A common gene variant separates early birds from night owls, and can even predict someone’s hour of death.

The findings—published in the November issue of the journal Annals of Neurology—could help people schedule anything from work to medical treatments, while offering clues to the conditions of vulnerable patients.

Andrew Lim, M.D., now an assistant professor in the division of neurology at the University of Toronto, noted in a statement that previous work in twins and families had suggested that people may inherit the lateness or earliness of their body clocks, while animal experiments suggested that specific genes affected the lateness or earliness of the biological clock.

Dr. Lim—then a postdoctoral fellow working in the lab of Beth Israel Deaconess Medical Center Chief of Neurology Clifford Saper, M.D., Ph.D.—and lab colleagues were studying why older people have trouble sleeping. He joined a research project based at Rush University in Chicago involving 1,200 people who signed on as healthy 65-year-olds and would receive annual neurological and psychiatric examinations.

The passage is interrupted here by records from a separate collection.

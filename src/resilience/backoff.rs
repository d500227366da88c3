//! Exponential backoff between delivery attempts

use std::time::Duration;

use rand::Rng;

use crate::config::RetrySettings;

/// Exponential backoff configuration
#[derive(Debug, Clone, PartialEq)]
pub struct BackoffConfig {
    /// Delay before the first retry in milliseconds
    pub initial_delay_ms: u64,
    /// Maximum delay in milliseconds
    pub max_delay_ms: u64,
    /// Multiplier for exponential growth
    pub multiplier: f64,
    /// Jitter factor (0.0 to 1.0)
    pub jitter_factor: f64,
}

impl Default for BackoffConfig {
    fn default() -> Self {
        Self {
            initial_delay_ms: 200,
            max_delay_ms: 10_000, // 10 seconds
            multiplier: 2.0,
            jitter_factor: 0.1, // 10% jitter
        }
    }
}

impl From<&RetrySettings> for BackoffConfig {
    fn from(settings: &RetrySettings) -> Self {
        Self {
            initial_delay_ms: settings.initial_delay_ms,
            max_delay_ms: settings.max_delay_ms,
            multiplier: settings.multiplier,
            jitter_factor: settings.jitter_factor.clamp(0.0, 1.0),
        }
    }
}

/// Exponential backoff calculator with jitter.
///
/// Delay n (zero-based) is `initial * multiplier^n`, capped at `max_delay_ms`,
/// then jittered by up to `jitter_factor` in either direction.
pub struct ExponentialBackoff {
    config: BackoffConfig,
    attempt: u32,
}

impl ExponentialBackoff {
    /// Create a new exponential backoff with default configuration
    pub fn new() -> Self {
        Self::with_config(BackoffConfig::default())
    }

    /// Create a new exponential backoff with custom configuration
    pub fn with_config(config: BackoffConfig) -> Self {
        Self { config, attempt: 0 }
    }

    /// Get the next delay duration
    pub fn next_delay(&mut self) -> Duration {
        let exponent = self.attempt.min(64) as i32;
        self.attempt += 1;

        let base_delay =
            self.config.initial_delay_ms as f64 * self.config.multiplier.powi(exponent);
        let capped_delay = base_delay.min(self.config.max_delay_ms as f64);

        // Apply jitter only if there is a range to draw from
        let jitter_range = capped_delay * self.config.jitter_factor;
        let final_delay = if jitter_range > 0.0 {
            let jitter = rand::rng().random_range(-jitter_range..jitter_range);
            (capped_delay + jitter).max(1.0) as u64
        } else {
            capped_delay.max(1.0) as u64
        };

        Duration::from_millis(final_delay)
    }

    /// Reset the backoff to initial state
    pub fn reset(&mut self) {
        self.attempt = 0;
    }

    /// Number of delays handed out so far
    pub fn attempt(&self) -> u32 {
        self.attempt
    }
}

impl Default for ExponentialBackoff {
    fn default() -> Self {
        Self::new()
    }
}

The study’s original goal was to identify any precursors to the development of Parkinson’s disease or Alzheimer’s disease. Subjects were undergoing sleep-wake analyses, and had agreed to donate their brains after they died to provide scientists with information on sleep-wake patterns within a year of death.

But when Dr. Lim learned that the same subjects had also had their DNA genotyped, he joined his colleagues and investigators from Brigham and Women’s Hospital (BWH) in comparing the sleep-wake behavior of the patients with their genotypes.

The study findings—later verified in a volunteer group—uncovered a single nucleotide near a gene called “Period 1” that varied between two groups that differed in their wake-sleep behavior. At this site in the genome, 60% of individuals have the nucleotide base termed adenine (A) while the other 40% have the nucleotide base termed guanine (G). Since people have two sets of chromosomes, in any given individual there’s about a 36% chance of having two As, a 16% chance of having two Gs, and a 48% chance of having a mixture of A and G.

“People who have the A-A genotype wake up about an hour earlier than the people who have the G-G genotype, and the A-Gs wake up almost exactly in the middle,” Dr. Saper, who is also the James Jackson Putnam Professor of Neurology and Neuroscience at Harvard Medical School, said in the statement. He added that expression of the Period 1 gene was lower in the brains and white blood cells of people with the G-G genotype than in people with the A-A, but only in the daytime when the gene is normally expressed.

When investigators re-examined patients who died, they found that this same genotype predicted six hours of the variation in the time of death: those with the A-A or A-G genotype died just before 11 a.m., the average time, while those with the G-G on average died at just before 6 p.m.

Dr. Lim said future studies will look to determine the mechanisms by which this and other gene variants influence the body’s biological clock. The research, he said, could help people optimize their schedules, and yield new therapies against disturbances of this clock such as jet lag or shift work.

The study was supported by grants from NIH as well the Canadian Institutes of Health Research Bisby Fellowship, an American Academy of Neurology Clinical Research Training Fellowship, and a Dana Foundation Clinical Neuroscience Grant.